Collected data
--------

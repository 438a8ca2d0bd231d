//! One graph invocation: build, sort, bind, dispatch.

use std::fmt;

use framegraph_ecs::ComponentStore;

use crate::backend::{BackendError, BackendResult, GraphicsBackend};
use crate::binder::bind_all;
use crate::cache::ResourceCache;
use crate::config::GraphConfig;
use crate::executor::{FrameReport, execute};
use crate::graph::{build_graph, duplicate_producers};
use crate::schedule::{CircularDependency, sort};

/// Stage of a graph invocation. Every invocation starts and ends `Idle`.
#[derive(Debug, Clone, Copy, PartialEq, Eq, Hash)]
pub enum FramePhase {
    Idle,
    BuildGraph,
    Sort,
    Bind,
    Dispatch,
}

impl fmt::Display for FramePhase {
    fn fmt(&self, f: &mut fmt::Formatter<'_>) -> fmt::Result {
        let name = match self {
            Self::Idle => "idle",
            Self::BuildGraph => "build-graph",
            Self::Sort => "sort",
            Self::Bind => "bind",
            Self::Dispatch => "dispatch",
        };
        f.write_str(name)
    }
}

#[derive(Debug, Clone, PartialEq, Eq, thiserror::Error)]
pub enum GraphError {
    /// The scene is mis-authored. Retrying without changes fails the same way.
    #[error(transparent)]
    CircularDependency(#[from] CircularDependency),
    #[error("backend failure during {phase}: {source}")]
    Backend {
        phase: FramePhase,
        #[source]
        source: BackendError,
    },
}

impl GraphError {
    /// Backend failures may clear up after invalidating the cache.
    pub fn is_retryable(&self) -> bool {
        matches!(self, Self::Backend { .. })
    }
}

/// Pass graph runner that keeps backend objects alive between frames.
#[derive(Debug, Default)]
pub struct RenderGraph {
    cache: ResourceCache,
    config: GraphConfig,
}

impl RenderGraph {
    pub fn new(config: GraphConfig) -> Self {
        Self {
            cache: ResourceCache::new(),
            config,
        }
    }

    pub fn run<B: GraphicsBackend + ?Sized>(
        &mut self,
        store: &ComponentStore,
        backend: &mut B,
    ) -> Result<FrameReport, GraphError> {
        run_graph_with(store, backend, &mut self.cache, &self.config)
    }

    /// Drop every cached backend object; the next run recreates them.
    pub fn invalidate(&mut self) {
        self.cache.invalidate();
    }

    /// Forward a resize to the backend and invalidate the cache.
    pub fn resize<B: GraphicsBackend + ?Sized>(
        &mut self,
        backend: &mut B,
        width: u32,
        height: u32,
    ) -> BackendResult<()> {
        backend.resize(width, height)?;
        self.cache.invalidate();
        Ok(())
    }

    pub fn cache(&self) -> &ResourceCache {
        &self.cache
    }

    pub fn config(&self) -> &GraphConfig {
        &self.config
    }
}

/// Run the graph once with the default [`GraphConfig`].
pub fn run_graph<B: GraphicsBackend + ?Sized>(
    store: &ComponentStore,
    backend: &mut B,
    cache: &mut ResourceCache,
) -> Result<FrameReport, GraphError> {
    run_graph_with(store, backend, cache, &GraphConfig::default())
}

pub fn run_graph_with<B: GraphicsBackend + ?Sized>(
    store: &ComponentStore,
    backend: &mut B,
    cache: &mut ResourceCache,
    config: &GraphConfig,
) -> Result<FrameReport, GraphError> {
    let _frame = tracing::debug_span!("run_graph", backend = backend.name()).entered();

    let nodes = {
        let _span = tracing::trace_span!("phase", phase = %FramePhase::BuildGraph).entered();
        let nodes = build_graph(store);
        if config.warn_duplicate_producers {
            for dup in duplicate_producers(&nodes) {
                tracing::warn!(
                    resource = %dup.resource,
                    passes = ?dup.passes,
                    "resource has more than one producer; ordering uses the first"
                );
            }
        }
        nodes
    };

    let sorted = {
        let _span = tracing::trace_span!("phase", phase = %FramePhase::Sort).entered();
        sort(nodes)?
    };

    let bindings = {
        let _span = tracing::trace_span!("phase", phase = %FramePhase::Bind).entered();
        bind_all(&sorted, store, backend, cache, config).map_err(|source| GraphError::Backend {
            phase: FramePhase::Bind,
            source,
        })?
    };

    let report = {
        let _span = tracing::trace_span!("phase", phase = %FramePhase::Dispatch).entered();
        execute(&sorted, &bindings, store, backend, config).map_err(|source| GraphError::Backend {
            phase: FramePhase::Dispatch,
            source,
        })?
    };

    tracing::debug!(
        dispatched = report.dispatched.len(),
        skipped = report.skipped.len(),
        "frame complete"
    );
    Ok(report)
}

--------

#### Problem statement:
Among the records, find every line with the word "enum" and copy it.

#### Answer area:
pub enum FramePhase {
pub enum GraphError {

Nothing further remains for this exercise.